The Occupy Wall Street movement, celebrating its fifth birthday this month, is accessing results and seeking new innovative ideas that may eventually achieve their goals. While the group’s co-founders seek new methods, the Occupy organization members were out in force at the Democratic Convention with their elaborate presentations. Occupy activists worked hard to ensure a unified front among the protesters, embracing all other causes no matter how great or small with respect and solidarity.
Black Lives Matter recently suffered a tremendous blow to their organization when their peaceful protest was interrupted by gunfire in Dallas, taking the lives of five police officers. Occupy was also shaken by the atrocity and is seriously considering whether street protests are worth the risks. How effective is this mode of protest anyway?
The Occupy Wall Street co-founder, Micah White, had been weighing this question for many months, even before the Dallas shooting. Micah has written a book entitled, The End of Protest:A New Playbook for Revolution. Free downloads of the book are available. In a recent blog post on Occupy Wall Street, the activist expressed his doubts about the future of protests. As society has failed to change much in the past five years, White wonders how to make changes that matter.
“Who will march in the streets now that in the best of cases it achieves nothing and in the worst of cases it is used as a cover for lone-wolf terrorism? This is the end of protest.

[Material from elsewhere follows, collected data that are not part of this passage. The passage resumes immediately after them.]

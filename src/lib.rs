pub mod collector;
pub mod config;
pub mod connectors;
pub mod logging;
pub mod model;
pub mod search;

use anyhow::{Context, Result};
use clap::{CommandFactory, Parser, Subcommand};
use collector::collect_items;
use config::Config;
use model::types::ScriptFilterOutput;
use search::query::{PrefixTable, QueryFilter, filter_items, filter_title_subtitle};
use std::io::Write;
use std::path::PathBuf;

pub const SEARCH_ERROR_TITLE: &str = "Error reading searches";
pub const WEB_SEARCH_ERROR_TITLE: &str = "Error reading web searches";

/// Command-line interface.
#[derive(Parser, Debug)]
#[command(
    name = "alfred-keywords",
    version,
    about = "Alfred script filter over web searches, workflow keywords, shell aliases and project scripts"
)]
pub struct Cli {
    // Top-level only: anything after `search` or `web-searches` is query text.
    /// Path to config.toml (defaults to the platform config dir)
    #[arg(long)]
    pub config: Option<PathBuf>,

    /// Pretty-print JSON output
    #[arg(long, default_value_t = false)]
    pub pretty: bool,

    /// Increase log verbosity (stderr); repeat for more
    #[arg(short, long, action = clap::ArgAction::Count)]
    pub verbose: u8,

    #[command(subcommand)]
    pub command: Commands,
}

#[derive(Subcommand, Debug)]
pub enum Commands {
    /// Aggregated script filter; an optional prefix token (_web, wf, _alias, ...) selects a type
    #[command(disable_help_flag = true)]
    Search {
        #[arg(trailing_var_arg = true, allow_hyphen_values = true)]
        query: Vec<String>,
    },
    /// Custom web searches as direct links, filtered on title and subtitle
    #[command(disable_help_flag = true)]
    WebSearches {
        #[arg(trailing_var_arg = true, allow_hyphen_values = true)]
        query: Vec<String>,
    },
    /// Show which sources were detected and how many items each produced
    Sources,
    /// Generate shell completions to stdout
    Completions {
        #[arg(value_enum)]
        shell: clap_complete::Shell,
    },
    /// Generate man page to stdout
    Man,
}

pub fn run() -> Result<()> {
    let cli = Cli::parse();
    let mut out = std::io::stdout().lock();
    run_with(cli, &mut out)
}

pub fn run_with(cli: Cli, out: &mut impl Write) -> Result<()> {
    let loaded = Config::load(cli.config.as_deref());
    let log_file = loaded.as_ref().ok().and_then(Config::log_file);
    logging::init(cli.verbose, log_file.as_deref());
    tracing::debug!(args = ?std::env::args().collect::<Vec<_>>(), "invoked");

    match cli.command {
        Commands::Search { query } => {
            let output = search_output(loaded, &query);
            write_json(out, &output, cli.pretty)
        }
        Commands::WebSearches { query } => {
            let output = web_searches_output(loaded, &query);
            write_json(out, &output, cli.pretty)
        }
        Commands::Sources => {
            let config = loaded?;
            let ctx = config.scan_context()?;
            let report = collect_items(&ctx, &config.enabled_kinds());
            let summary = serde_json::json!({
                "alfred_preferences": ctx.alfred_preferences,
                "project_dir": ctx.project_dir,
                "total_items": report.items.len(),
                "sources": report.sources,
            });
            write_json(out, &summary, true)
        }
        Commands::Completions { shell } => {
            let mut cmd = Cli::command();
            clap_complete::generate(shell, &mut cmd, "alfred-keywords", out);
            Ok(())
        }
        Commands::Man => {
            let cmd = Cli::command();
            let man = clap_mangen::Man::new(cmd);
            man.render(out)?;
            Ok(())
        }
    }
}

/// Aggregated, filtered items; any top-level failure becomes a single error item.
pub fn search_output(
    loaded: Result<Config, config::ConfigError>,
    query: &[String],
) -> ScriptFilterOutput {
    let result = loaded.map_err(anyhow::Error::from).and_then(|config| {
        let ctx = config.scan_context()?;
        let report = collect_items(&ctx, &config.enabled_kinds());
        let filter = QueryFilter::parse_with(query, &PrefixTable::with_extra(&config.prefixes));
        Ok(ScriptFilterOutput::new(filter_items(report.items, &filter)))
    });

    result.unwrap_or_else(|e| {
        tracing::error!("search failed: {e}");
        ScriptFilterOutput::error(SEARCH_ERROR_TITLE, e)
    })
}

/// Custom web searches as quick links; an unreadable preferences file becomes an error item.
pub fn web_searches_output(
    loaded: Result<Config, config::ConfigError>,
    query: &[String],
) -> ScriptFilterOutput {
    let result = loaded.map_err(anyhow::Error::from).and_then(|config| {
        let ctx = config.scan_context()?;
        connectors::websearch::quick_links(&ctx)
    });

    match result {
        Ok(items) => ScriptFilterOutput::new(filter_title_subtitle(items, &query.join(" "))),
        Err(e) => {
            tracing::error!("web searches failed: {e:#}");
            ScriptFilterOutput::error(WEB_SEARCH_ERROR_TITLE, format!("{e:#}"))
        }
    }
}

fn write_json<T: serde::Serialize>(out: &mut impl Write, value: &T, pretty: bool) -> Result<()> {
    let rendered = if pretty {
        serde_json::to_string_pretty(value)?
    } else {
        serde_json::to_string(value)?
    };
    writeln!(out, "{rendered}").context("writing output")?;
    Ok(())
}
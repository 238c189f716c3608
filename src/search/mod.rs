//! Search layer facade.
//!
//! - **[`query`]**: Type-prefix parsing and substring filtering over collected items.

pub mod query;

Either we gain sovereignty through an armed insurrection that devolves into martial law, or we gain sovereignty by building an electoral social movement capable of sweeping the people into power… nihilism or optimism. I’m on the side of optimism.”

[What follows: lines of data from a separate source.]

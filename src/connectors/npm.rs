use super::{Connector, DetectionResult, ScanContext};
use crate::model::types::{ItemKind, ItemVariables, SearchItem};
use anyhow::{Context, Result};
use serde::Deserialize;
use serde_json::{Map, Value};
use std::fs;

const MANIFEST: &str = "package.json";

#[derive(Debug, Default, Deserialize)]
struct PackageManifest {
    /// Insertion-ordered, so items follow `package.json`.
    #[serde(default)]
    scripts: Map<String, Value>,
}

pub struct NpmConnector;

impl NpmConnector {
    pub fn new() -> Self {
        Self
    }

    /// Items for the `scripts` table of a `package.json` document.
    pub fn parse_manifest(raw: &str) -> Result<Vec<SearchItem>> {
        let manifest: PackageManifest = serde_json::from_str(raw)?;

        Ok(manifest
            .scripts
            .iter()
            .map(|(name, command)| {
                let command = match command {
                    Value::String(s) => s.clone(),
                    other => other.to_string(),
                };
                SearchItem::new(
                    format!("NPM Script: {name}"),
                    format!("[NPM] {command}"),
                    format!("npm run {name}"),
                    ItemVariables::new(ItemKind::NpmScript, name.as_str(), command.as_str())
                        .with_searchable_text(format!("{name} {command}")),
                )
            })
            .collect())
    }
}

impl Default for NpmConnector {
    fn default() -> Self {
        Self::new()
    }
}

impl Connector for NpmConnector {
    fn name(&self) -> &'static str {
        "npm"
    }

    fn kind(&self) -> ItemKind {
        ItemKind::NpmScript
    }

    fn detect(&self, ctx: &ScanContext) -> DetectionResult {
        DetectionResult::if_exists(&ctx.project_file(MANIFEST))
    }

    fn scan(&self, ctx: &ScanContext) -> Result<Vec<SearchItem>> {
        let path = ctx.project_file(MANIFEST);
        let raw = fs::read_to_string(&path)
            .with_context(|| format!("reading {}", path.display()))?;
        Self::parse_manifest(&raw).with_context(|| format!("parsing {}", path.display()))
    }
}

#[cfg(test)]
mod tests {
    use super::*;

    #[test]
    fn scripts_become_items() {
        let items = NpmConnector::parse_manifest(
            r#"{"name": "app", "scripts": {"build": "vite build", "test": "Vitest Run"}}"#,
        )
        .unwrap();

        assert_eq!(items.len(), 2);
        let build = &items[0];
        assert_eq!(build.title, "NPM Script: build");
        assert_eq!(build.subtitle, "[NPM] vite build");
        assert_eq!(build.arg.as_deref(), Some("npm run build"));
        let vars = build.variables.as_ref().unwrap();
        assert_eq!(vars.keyword, "build");
        assert_eq!(vars.display_text, "vite build");
        assert_eq!(vars.kind, ItemKind::NpmScript);

        assert_eq!(
            items[1].variables.as_ref().unwrap().searchable_text.as_deref(),
            Some("test vitest run")
        );
    }

    #[test]
    fn scripts_keep_manifest_order() {
        let items = NpmConnector::parse_manifest(
            r#"{"scripts": {"test": "vitest", "build": "vite build", "dev": "vite"}}"#,
        )
        .unwrap();
        let titles: Vec<&str> = items.iter().map(|i| i.title.as_str()).collect();
        assert_eq!(
            titles,
            vec!["NPM Script: test", "NPM Script: build", "NPM Script: dev"]
        );
    }

    #[test]
    fn missing_scripts_is_empty() {
        assert!(NpmConnector::parse_manifest(r#"{"name": "lib"}"#).unwrap().is_empty());
    }

    #[test]
    fn invalid_json_is_an_error() {
        assert!(NpmConnector::parse_manifest("{not json").is_err());
    }
}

Many Black Lives Matter protesters have embraced Jill Stein as their candidate as a result of meeting her and marching with her, according to The Washington Times. Jill marched with Black Lives Matter Tuesday night. She took the time to speak with protesters, showing concern for black issues that matter to the group.
Occupy Wall Street leadership is beginning to realize this struggle for economic and racial equality will not be resolved by a single election. One of Micah White’s book revelations includes a rather distressing epiphany.
“We must re-conceive protest in timescales of centuries, not days.”
Black Lives Matter, Occupy Wall Street, and hundreds of climate change organizations use massive street protests to gain attention, but is it effective? While Micah White is a bit disappointed with the results so far, Penn State recently entered a scholarly article from their psychology department that was far more optimistic about the results of protests.
“I believe that the peaceful protests are bringing meaning to their cause and getting the attention of lawmakers and people in charge. Every day I see more athletes and celebrities speaking up about various issues in regards to all the recent protests.”
Black Lives Matter and Occupy Wall Street have a lot of work to do, but they have an advantage right now above most established movements and institutions. They have found unity among their peers. By combining efforts with other groups, working to raise awareness, and an effort to participate in the existing political system, they will continue to be a force to bring about change, even if it takes more time than previously estimated.
Black Lives Matter and Occupy Wall Street, along with many other traditional protest organizations, will continue to seek better lives for all of us, together.